When Amgen (AMGN -0.19%) reports fourth quarter results next week, investors will probably find that revenue will be supported by rising sales for its osteoporosis drugs Xgeva and Prolia.  Based on last quarter's results, the drugs' combined sales look set to reach $1.5 billion in annual sales.

This success is impressive, but, as long-term investors, it's also important to watch what Amgen says about its late stage cholesterol lowering drug AMG-145. The company is in a tight race, as this experimental drug could face competition from medications in development at Sanofi (SNY -2.27%) and its partner Regeneron (REGN -0.09%), and big pharma company Pfizer (NYSE: PFE).

A new way to fight cholesterol
Statins designed to lower cholesterol and reduce cardiovascular risk have been among the industry's biggest sellers over the past twenty years. Annual spending on statins reached nearly $20 billion in 2005, creating a slate of blockbuster treatments including Pfizer's multi-billion dollar drug Lipitor.

But it is PCSK9 inhibitors like AMG-145, also known as evolocumab, which may dethrone statins and dominate high cholester treatment sales this decade. Because these drugs prevent the PCSK9 protein from reducing the liver's ability to remove bad cholesterol from a patients blood, they represent an entirely new class of cholesterol fighting compounds.

So far, this cholesterol busting approach appears to be working. AMG-145 put up impressive results during phase 2 trials with the average patient seeing LDL fall by 40% to 59% versus just 0.1% to 0.5% for placebo. That mid-stage success is backed up by recently reported trial data studying the drug in patients unable to take statins because of muscle-related side-effects. In this phase 3 study, AMG-145 met its co-primary endpoints for lowering bad cholesterol at week 12 and lowering average cholesterol at week 10 and 12.

In addition to comparing AMG-145 to placebo in the study, Amgen also dosed AMG-145 alongside and up against Merck's $2 billion-a-year Zetia, another cholesterol fighting drug used in statin intolerant patients. Patients treated with AMG-145 had fewer headaches and muscle pain than the Zetia arm, but reported a higher incidence of pain in extremities and muscle spasms.  
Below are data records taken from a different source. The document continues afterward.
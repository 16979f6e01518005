//! Streaming packet server binary.
//!
//! Reads its configuration from a TOML file (`-c` or `RS_CONFIG_FILE`),
//! overlaid by `RS_*` environment variables and command-line flags, in
//! that order of increasing precedence. Exits 0 on clean shutdown and
//! non-zero on any initialization failure.

use std::path::PathBuf;
use std::process::ExitCode;
use std::sync::Arc;

use clap::Parser;

use ringstream::config::loader::read_config;
use ringstream::config::validation::validate_config;
use ringstream::config::Snapshot;
use ringstream::observability;
use ringstream::protocol::BasicHandler;
use ringstream::ring::recovery::open_ring;
use ringstream::Server;
use ringstream::ServerConfig;

#[derive(Parser)]
#[command(name = "ringstream")]
#[command(about = "Streaming packet server with a fixed-capacity ring buffer")]
#[command(version)]
struct Cli {
    /// Configuration file (or RS_CONFIG_FILE)
    #[arg(short = 'c', long)]
    config: Option<PathBuf>,

    /// Raise log verbosity (repeatable)
    #[arg(short = 'v', long = "verbose", action = clap::ArgAction::Count)]
    verbose: u8,

    /// Server identifier reported to clients
    #[arg(long)]
    server_id: Option<String>,

    /// Ring directory
    #[arg(short = 'R', long)]
    ring_dir: Option<String>,

    /// Ring size in bytes
    #[arg(long)]
    ring_size: Option<u64>,

    /// Maximum packet slot size in bytes
    #[arg(long)]
    pkt_size: Option<u32>,

    /// Memory-map the packet buffer file
    #[arg(long)]
    memory_map_ring: Option<bool>,

    /// Keep the ring in memory only
    #[arg(long)]
    volatile_ring: Option<bool>,

    /// Recovery policy for corrupt or old-version ring files (0, 1, 2)
    #[arg(long)]
    auto_recovery: Option<u8>,

    /// Maximum concurrent clients (0 = unlimited)
    #[arg(long)]
    max_clients: Option<u32>,

    /// Maximum concurrent clients per source address
    #[arg(long)]
    max_clients_per_ip: Option<u32>,

    /// Idle client timeout in seconds
    #[arg(long)]
    client_timeout: Option<u32>,

    /// Time-window search limit, 0.0 to 1.0
    #[arg(long)]
    time_win_limit: Option<f64>,

    /// Listen endpoint port (repeatable); replaces configured endpoints
    #[arg(short = 'L', long = "listen")]
    listen: Vec<String>,

    /// Admit only sources matching this network (repeatable)
    #[arg(long = "match-ip")]
    match_ips: Vec<String>,

    /// Reject sources matching this network (repeatable)
    #[arg(long = "reject-ip")]
    reject_ips: Vec<String>,

    /// Grant write permission to this network (repeatable)
    #[arg(long = "write-ip")]
    write_ips: Vec<String>,

    /// Trust this network (repeatable)
    #[arg(long = "trusted-ip")]
    trusted_ips: Vec<String>,

    /// TLS certificate file (PEM)
    #[arg(long)]
    tls_cert_file: Option<String>,

    /// TLS key file (PEM)
    #[arg(long)]
    tls_key_file: Option<String>,

    /// Web root for static HTTP serving
    #[arg(long)]
    web_root: Option<String>,

    /// Archive directory for received packets
    #[arg(long)]
    archive_dir: Option<String>,

    /// Transfer log directory
    #[arg(long)]
    tlog_dir: Option<String>,

    /// Directory to scan for packet files; replaces configured scanners
    #[arg(long)]
    scan_dir: Option<String>,

    /// State file persisting per-file scan offsets (with --scan-dir)
    #[arg(long)]
    scan_state_file: Option<String>,

    /// Only scan file names matching this pattern (with --scan-dir)
    #[arg(long)]
    scan_match: Option<String>,

    /// Skip file names matching this pattern (with --scan-dir)
    #[arg(long)]
    scan_reject: Option<String>,

    /// Ingest pre-existing file content on first sight (with --scan-dir)
    #[arg(long)]
    scan_init_current_state: Option<bool>,
}

impl Cli {
    fn apply(&self, config: &mut ServerConfig) {
        if self.verbose > 0 {
            config.server.verbosity = self.verbose;
        }
        if let Some(v) = &self.server_id {
            config.server.server_id = v.clone();
        }
        if let Some(v) = &self.ring_dir {
            config.ring.dir = Some(v.clone());
        }
        if let Some(v) = self.ring_size {
            config.ring.size = v;
        }
        if let Some(v) = self.pkt_size {
            config.ring.pkt_size = v;
        }
        if let Some(v) = self.memory_map_ring {
            config.ring.memory_map = v;
        }
        if let Some(v) = self.volatile_ring {
            config.ring.volatile = v;
        }
        if let Some(v) = self.auto_recovery {
            config.ring.auto_recovery = v;
        }
        if let Some(v) = self.max_clients {
            config.server.max_clients = v;
        }
        if let Some(v) = self.max_clients_per_ip {
            config.server.max_clients_per_ip = v;
        }
        if let Some(v) = self.client_timeout {
            config.server.client_timeout_secs = v;
        }
        if let Some(v) = self.time_win_limit {
            config.server.time_win_limit = v;
        }
        if !self.listen.is_empty() {
            config.listen = self
                .listen
                .iter()
                .map(|port| ringstream::config::schema::ListenConfig {
                    port: port.clone(),
                    ..Default::default()
                })
                .collect();
        }
        if !self.match_ips.is_empty() {
            config.access.match_ips = self.match_ips.clone();
        }
        if !self.reject_ips.is_empty() {
            config.access.reject_ips = self.reject_ips.clone();
        }
        if !self.write_ips.is_empty() {
            config.access.write_ips = self.write_ips.clone();
        }
        if !self.trusted_ips.is_empty() {
            config.access.trusted_ips = self.trusted_ips.clone();
        }
        if let Some(v) = &self.tls_cert_file {
            config.tls.cert_file = Some(v.clone());
        }
        if let Some(v) = &self.tls_key_file {
            config.tls.key_file = Some(v.clone());
        }
        if let Some(v) = &self.web_root {
            config.web.root = Some(v.clone());
        }
        if let Some(v) = &self.archive_dir {
            config.archive.dir = Some(v.clone());
        }
        if let Some(v) = &self.tlog_dir {
            config.transfer_log.dir = Some(v.clone());
        }
        if let Some(dir) = &self.scan_dir {
            config.scan = vec![ringstream::config::schema::ScanConfig {
                dir: dir.clone(),
                state_file: self.scan_state_file.clone(),
                match_pattern: self.scan_match.clone(),
                reject_pattern: self.scan_reject.clone(),
                init_current_state: self.scan_init_current_state.unwrap_or(false),
            }];
        }
    }
}

#[tokio::main]
async fn main() -> ExitCode {
    let cli = Cli::parse();

    let config_path = cli
        .config
        .clone()
        .or_else(|| std::env::var("RS_CONFIG_FILE").ok().map(PathBuf::from));

    let mut config = match read_config(config_path.as_deref()) {
        Ok(config) => config,
        Err(e) => {
            eprintln!("Error reading configuration: {}", e);
            return ExitCode::FAILURE;
        }
    };
    cli.apply(&mut config);

    observability::logging::init(&config.observability, config.server.verbosity);

    if let Err(errors) = validate_config(&config) {
        for error in &errors {
            tracing::error!("{}", error);
        }
        return ExitCode::FAILURE;
    }

    tracing::info!("ringstream v{} starting", env!("CARGO_PKG_VERSION"));

    if config.observability.metrics_enabled {
        match config.observability.metrics_address.parse() {
            Ok(addr) => observability::metrics::init_metrics(addr),
            Err(_) => {
                tracing::error!(
                    metrics_address = %config.observability.metrics_address,
                    "Failed to parse metrics address"
                );
            }
        }
    }

    let ring = match open_ring(&config.ring) {
        Ok(ring) => ring,
        Err(e) => {
            tracing::error!(error = %e, "Error initializing ring buffer");
            return ExitCode::FAILURE;
        }
    };

    let snapshot = match Snapshot::new(config) {
        Ok(snapshot) => snapshot,
        Err(e) => {
            tracing::error!(error = %e, "Error compiling configuration");
            return ExitCode::FAILURE;
        }
    };

    let server = Server::new(snapshot, ring, Arc::new(BasicHandler), config_path);
    let code = server.run().await;
    ExitCode::from(code)
}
Amgen isn't reporting the actual percent reduction in cholesterol yet, but it did indicate the results were similar to phase 2 across those who can't take statins. That suggests a roughly 51% reduction in LDL when used alone and a 63% average reduction when combined with Zetia.

Those results follow equally compelling phase 3 data presented by Amgen in December, which demonstrated that AMG-145 lowered bad cholesterol in patients who aren't taking other cholesterol reducing therapies.

Racing to market
A study conducted by the American Heart Association estimates Americans will spend three times more treating cardiovascular disease in 2030 than they spent in 2010 as the percentage of people affected by it climbs to 40% of the population. Since spending is expected to eclipse $800 billion over the period, demand for therapies that may reduce the risk of cardiovascular disease is likely to jump.

How much demand climbs and how willing patients and insurers are to pay for it remains a question, but given Lipitor racked up $125 billion in sales between 1997 to 2011, there's clearly big money at stake for whichever PCSK9 therapy can post the best results.

As a result, Amgen isn't the only one advancing PCSK9 protein inhibiting drugs through its pipeline. Sanofi and Regeneron's competing drug alirocumab reduced LDL levels in 94% of patients during phase 3. And Pfizer is working on its own PCSK9 compound, RN316.

In trials, Sanofi and Regeneron's alirocumab lowered bad cholesterol by 47% after 24 weeks and Pfizer's RN316 lowered it by 56% after 12 weeks.

Fool-worthy final thoughts
Amgen, Sanofi/Regeneron, and Pfizer are studying their drugs in thousands of patients across dozens of late stage trials in a bid to outmaneuver one another.  Sanofi and Regeneron have 12 studies under way, Pfizer plans to enroll 22,000 patients in studies of its RN316, and Amgen is conducting 13 phase 3 trials for AMG-145.  

That suggests investors will have a flood of PCSK9 data to digest over the coming two years and plenty of market moving presentations to pour over when results are presented at the American College of Cardiology Meeting in March.